Der 1. Senat ist dem nicht gefolgt, er hat das begehrte Kindergeld zugesprochen. Die Voraussetzungen für die Gewährung von Kindergeld lägen vor. Hierfür sei es nicht erforderlich, dass sich der Kindergeldberechtigte in einer „typischen Unterhaltssituation“ befinde. Soweit der BFH eine solche früher für erforderlich gehalten habe, habe er seine Sichtweise mittlerweile geändert. Ob ein Kind wegen eigener Einkünfte und/oder Bezüge typischerweise nicht auf Unterhaltsleistungen der Eltern angewiesen und deshalb nicht als Kind zu berücksichtigen sei, sei nicht bei der Prüfung der Tatbestandsvoraussetzungen des § 32 Abs. 4 Satz 1 EStG zu ermitteln, sondern sei – bis 2011 – erst auf einer zweiten Stufe bei der Prüfung nach § 32 Abs. 4 Satz 2 EStG zu berücksichtigen, ob die Einkünfte und Bezüge des Kindes den maßgebenden Grenzbetrag überschritten hätten.

Nach der seit 2012 geltenden gesetzlichen Regelung komme es gem. § 32 Abs. 4 Satz 2 EStG für die Festsetzung des Kindergeldes aber auf die Höhe der Einkünfte und Bezüge des Kindes nicht mehr an.

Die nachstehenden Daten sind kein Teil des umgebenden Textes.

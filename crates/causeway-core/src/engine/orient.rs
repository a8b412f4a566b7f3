//! Orientation of an adjacency-search skeleton.
//!
//! Turns the undirected skeleton and its sepsets into a partially directed
//! graph (a pattern):
//!
//! 1. Reset every edge to `Tail`-`Tail`.
//! 2. Apply background knowledge: add or orient required edges, point
//!    adjacent pairs away from forbidden orientations.
//! 3. Orient unshielded colliders `x --> y <-- z`.
//! 4. Close under the Meek rules ([`MeekRules`]).
//!
//! ## Collider policies
//!
//! - [`ColliderPolicy::Sepset`] decides each unshielded triple from the
//!   recorded sepset of `{x, z}`: `y` absent means collider.
//! - [`ColliderPolicy::Conservative`] re-tests every subset of `adj(x)` and
//!   `adj(z)` and only orients when all separating sets agree. It needs the
//!   oracle, see [`OrientationEngine::orient_with_oracle`].
//!
//! A collider whose arrowheads are blocked (forbidden by knowledge, in
//! conflict with an earlier orientation, or closing a cycle) is not forced:
//! the triple is reported as ambiguous and both edges are left as they are.

use std::borrow::Cow;

use smallvec::SmallVec;

use crate::engine::choice::ChoiceGenerator;
use crate::engine::errors::SearchError;
use crate::engine::fas::MAX_SEARCH_DEPTH;
use crate::engine::graph::{Endpoint, Graph, NodeId};
use crate::engine::knowledge::Knowledge;
use crate::engine::meek::{MeekOrientation, MeekRules};
use crate::engine::oracle::{IndependenceTest, TestCache};
use crate::engine::sepset::SepsetMap;

/// How unshielded triples are classified.
#[derive(Debug, Clone, Copy, PartialEq, Eq, Default)]
#[cfg_attr(feature = "serde", derive(serde::Serialize, serde::Deserialize))]
#[cfg_attr(feature = "serde", serde(rename_all = "lowercase"))]
pub enum ColliderPolicy {
    #[default]
    Sepset,
    Conservative,
}

/// A path `x --- y --- z` with `x < z`.
#[derive(Debug, Clone, Copy, PartialEq, Eq, Hash, PartialOrd, Ord)]
pub struct Triple {
    pub x: NodeId,
    pub y: NodeId,
    pub z: NodeId,
}

impl Triple {
    pub fn new(x: NodeId, y: NodeId, z: NodeId) -> Self {
        if x <= z {
            Self { x, y, z }
        } else {
            Self { x: z, y, z: x }
        }
    }

    /// `<X, Y, Z>` with names from `graph`.
    pub fn describe(&self, graph: &Graph) -> String {
        format!(
            "<{}, {}, {}>",
            graph.name(self.x),
            graph.name(self.y),
            graph.name(self.z)
        )
    }
}

/// What the orientation pass did, beyond the graph itself.
#[derive(Debug, Clone, Default, PartialEq)]
pub struct OrientationReport {
    /// Edges oriented (or added) because of required/forbidden knowledge.
    pub knowledge_oriented: Vec<(NodeId, NodeId)>,
    /// Unshielded triples oriented as `x --> y <-- z`.
    pub colliders: Vec<Triple>,
    /// Unshielded triples judged non-colliders by the conservative policy.
    pub noncolliders: Vec<Triple>,
    /// Triples whose evidence was conflicting or could not be applied.
    pub ambiguous: Vec<Triple>,
    /// Orientations added by the Meek closure, in order.
    pub meek: Vec<MeekOrientation>,
    /// Oracle failures during conservative triple classification.
    pub oracle_failures: u64,
}

impl OrientationReport {
    pub fn is_ambiguous(&self, triple: &Triple) -> bool {
        self.ambiguous.contains(triple)
    }
}

/// Orients skeletons produced by the adjacency search.
#[derive(Debug, Clone)]
pub struct OrientationEngine<'a> {
    knowledge: Cow<'a, Knowledge>,
    policy: ColliderPolicy,
    rule4: Option<bool>,
    depth: i32,
}

impl Default for OrientationEngine<'_> {
    fn default() -> Self {
        Self::new()
    }
}

impl<'a> OrientationEngine<'a> {
    pub fn new() -> Self {
        Self {
            knowledge: Cow::Owned(Knowledge::default()),
            policy: ColliderPolicy::Sepset,
            rule4: None,
            depth: -1,
        }
    }

    pub fn with_knowledge(mut self, knowledge: &'a Knowledge) -> Self {
        self.knowledge = Cow::Borrowed(knowledge);
        self
    }

    pub fn with_collider_policy(mut self, policy: ColliderPolicy) -> Self {
        self.policy = policy;
        self
    }

    /// Forces Meek R4 on or off; by default it runs iff knowledge is non-empty.
    pub fn with_rule4(mut self, enabled: Option<bool>) -> Self {
        self.rule4 = enabled;
        self
    }

    /// Bound on conditioning-set size for the conservative policy (`-1` unbounded).
    pub fn with_depth(mut self, depth: i32) -> Self {
        self.depth = depth;
        self
    }

    pub fn collider_policy(&self) -> ColliderPolicy {
        self.policy
    }

    /// Orients `graph` using the recorded sepsets.
    ///
    /// Fails with `InvalidConfig` under the conservative policy, which needs
    /// [`orient_with_oracle`](Self::orient_with_oracle).
    pub fn orient(
        &self,
        graph: Graph,
        sepsets: &SepsetMap,
    ) -> Result<(Graph, OrientationReport), SearchError> {
        if self.policy == ColliderPolicy::Conservative {
            return Err(SearchError::InvalidConfig(
                "conservative collider orientation needs an independence oracle".into(),
            ));
        }
        self.orient_inner(graph, |engine, graph, report| {
            engine.orient_colliders_from_sepsets(graph, sepsets, report);
            Ok(())
        })
    }

    /// Orients `graph`; the oracle is consulted only under the conservative
    /// policy, through `cache`.
    pub fn orient_with_oracle<T: IndependenceTest + ?Sized>(
        &self,
        graph: Graph,
        sepsets: &SepsetMap,
        oracle: &T,
        cache: &mut TestCache,
    ) -> Result<(Graph, OrientationReport), SearchError> {
        match self.policy {
            ColliderPolicy::Sepset => self.orient_inner(graph, |engine, graph, report| {
                engine.orient_colliders_from_sepsets(graph, sepsets, report);
                Ok(())
            }),
            ColliderPolicy::Conservative => {
                let max_depth = match self.depth {
                    -1 => MAX_SEARCH_DEPTH,
                    d if d < -1 => return Err(SearchError::InvalidDepth(d)),
                    d => d as usize,
                };
                self.orient_inner(graph, |engine, graph, report| {
                    engine.orient_colliders_conservatively(graph, oracle, cache, max_depth, report);
                    Ok(())
                })
            }
        }
    }

    fn orient_inner<F>(&self, mut graph: Graph, colliders: F) -> Result<(Graph, OrientationReport), SearchError>
    where
        F: FnOnce(&Self, &mut Graph, &mut OrientationReport) -> Result<(), SearchError>,
    {
        self.knowledge.validate()?;
        self.knowledge.check_names(&graph)?;

        let mut report = OrientationReport::default();
        graph.make_undirected();
        self.orient_knowledge(&mut graph, &mut report)?;
        colliders(self, &mut graph, &mut report)?;

        let mut meek = MeekRules::new().with_knowledge(&self.knowledge);
        if let Some(enabled) = self.rule4 {
            meek = meek.with_rule4(enabled);
        }
        report.meek = meek.orient_implied(&mut graph);

        #[cfg(feature = "tracing")]
        tracing::debug!(
            knowledge = report.knowledge_oriented.len(),
            colliders = report.colliders.len(),
            ambiguous = report.ambiguous.len(),
            meek = report.meek.len(),
            "orientation complete"
        );

        Ok((graph, report))
    }

    /// Required edges first (added when missing), then forbidden orientations.
    fn orient_knowledge(&self, graph: &mut Graph, report: &mut OrientationReport) -> Result<(), SearchError> {
        for (from, to) in self.knowledge.required_edges() {
            let (f, t) = (graph.require_node(from)?, graph.require_node(to)?);
            if graph.would_create_cycle(f, t) {
                return Err(SearchError::KnowledgeContradiction(format!(
                    "required {from} --> {to} closes a directed cycle"
                )));
            }
            if graph.is_adjacent(f, t) {
                graph.orient(f, t);
            } else {
                graph.add_directed_edge(f, t);
            }
            report.knowledge_oriented.push((f, t));
        }

        for edge in graph.edges() {
            if !edge.is_undirected() {
                continue;
            }
            let (a, b) = (edge.node1, edge.node2);
            let forbid_ab = self.knowledge.is_forbidden(graph.name(a), graph.name(b));
            let forbid_ba = self.knowledge.is_forbidden(graph.name(b), graph.name(a));
            let target = match (forbid_ab, forbid_ba) {
                (true, false) => Some((b, a)),
                (false, true) => Some((a, b)),
                _ => None,
            };
            if let Some((from, to)) = target {
                if !graph.would_create_cycle(from, to) {
                    graph.orient(from, to);
                    report.knowledge_oriented.push((from, to));
                }
            }
        }
        Ok(())
    }

    /// True if the mark at `to` on `from --- to` may become an arrowhead.
    fn arrow_allowed(&self, graph: &Graph, from: NodeId, to: NodeId) -> bool {
        match (graph.endpoint(to, from), graph.endpoint(from, to)) {
            (Some(Endpoint::Tail), Some(Endpoint::Arrow)) => true,
            (Some(Endpoint::Tail), Some(Endpoint::Tail)) => {
                let (f, t) = (graph.name(from), graph.name(to));
                !self.knowledge.is_forbidden(f, t)
                    && !self.knowledge.is_required(t, f)
                    && !graph.would_create_cycle(from, to)
            }
            _ => false,
        }
    }

    /// Orients `x --> y <-- z` if both arrowheads are allowed; otherwise
    /// records the triple as ambiguous.
    fn try_collider(&self, graph: &mut Graph, triple: Triple, report: &mut OrientationReport) {
        if self.arrow_allowed(graph, triple.x, triple.y) && self.arrow_allowed(graph, triple.z, triple.y) {
            graph.orient(triple.x, triple.y);
            graph.orient(triple.z, triple.y);
            report.colliders.push(triple);
        } else {
            report.ambiguous.push(triple);
        }
    }

    /// Unshielded triples `x --- y --- z` in (y, x, z) order.
    fn unshielded_triples(graph: &Graph) -> Vec<Triple> {
        let mut out = Vec::new();
        for y in graph.nodes() {
            let adjacent = graph.adjacent_nodes(y);
            if adjacent.len() < 2 {
                continue;
            }
            for choice in ChoiceGenerator::new(adjacent.len(), 2) {
                let (x, z) = (adjacent[choice[0]], adjacent[choice[1]]);
                if !graph.is_adjacent(x, z) {
                    out.push(Triple::new(x, y, z));
                }
            }
        }
        out
    }

    fn orient_colliders_from_sepsets(&self, graph: &mut Graph, sepsets: &SepsetMap, report: &mut OrientationReport) {
        for triple in Self::unshielded_triples(graph) {
            match sepsets.is_in_sepset(triple.y, triple.x, triple.z) {
                Some(false) => self.try_collider(graph, triple, report),
                // y separates x and z, or the pair was removed by knowledge.
                Some(true) | None => {}
            }
        }
    }

    fn orient_colliders_conservatively<T: IndependenceTest + ?Sized>(
        &self,
        graph: &mut Graph,
        oracle: &T,
        cache: &mut TestCache,
        max_depth: usize,
        report: &mut OrientationReport,
    ) {
        let variables = graph.variables().to_vec();
        for triple in Self::unshielded_triples(graph) {
            let (mut with_y, mut without_y) = (0usize, 0usize);
            for (a, b) in [(triple.x, triple.z), (triple.z, triple.x)] {
                let pool: Vec<NodeId> = graph
                    .adjacent_nodes(a)
                    .iter()
                    .copied()
                    .filter(|&n| n != b)
                    .collect();
                for depth in 0..=pool.len().min(max_depth) {
                    for choice in ChoiceGenerator::new(pool.len(), depth) {
                        let z: SmallVec<[NodeId; 8]> = choice.iter().map(|&i| pool[i]).collect();
                        match cache.check(oracle, &variables, triple.x, triple.z, &z) {
                            Ok(outcome) if outcome.independent => {
                                if z.contains(&triple.y) {
                                    with_y += 1;
                                } else {
                                    without_y += 1;
                                }
                            }
                            Ok(_) => {}
                            Err(_) => report.oracle_failures += 1,
                        }
                    }
                }
            }

            match (with_y, without_y) {
                (0, 0) => report.ambiguous.push(triple),
                (0, _) => self.try_collider(graph, triple, report),
                (_, 0) => report.noncolliders.push(triple),
                _ => report.ambiguous.push(triple),
            }
        }
    }
}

Damit habe der Gesetzgeber bewusst in Kauf genommen, dass Kindergeld bei Vorliegen eines Berücksichtigungstatbestandes auch dann zu gewähren sei, wenn dem Kind unabhängig vom Elternhaushalt ausreichende Mittel – z. B. in Gestalt von Unterhaltsansprüchen gem. § 1615 l BGB oder Ausbildungsvergütungen – zur Bestreitung seines Unterhaltes zur Verfügung stünden.

Zahlreiche Finanzgerichte teilen diese Sichtweise (vgl. z. B. FG Düsseldorf, Urteil vom 27. August 2013, 10 K 1940/13 Kg, EFG 2013, 1863; FG Sachsen-Anhalt, Urteil vom 10. September 2013, 4 K 951/12; FG Münster, Urteil vom 20. September 2013, 4 K 4146/12 Kg; FG Düsseldorf, Urteil vom 29. Oktober 2013, 10 K 3113/13 Kg; Niedersächsisches FG, Urteil vom 3. Dezember 2013, 13 K 194/13).

Der Senat hat die Revision zugelassen, das Revisionsverfahren wird beim BFH unter dem Aktenzeichen VI R 60/13 geführt. Außerdem sind weitere Revisionsverfahren zu der geschilderten Problemlage anhängig.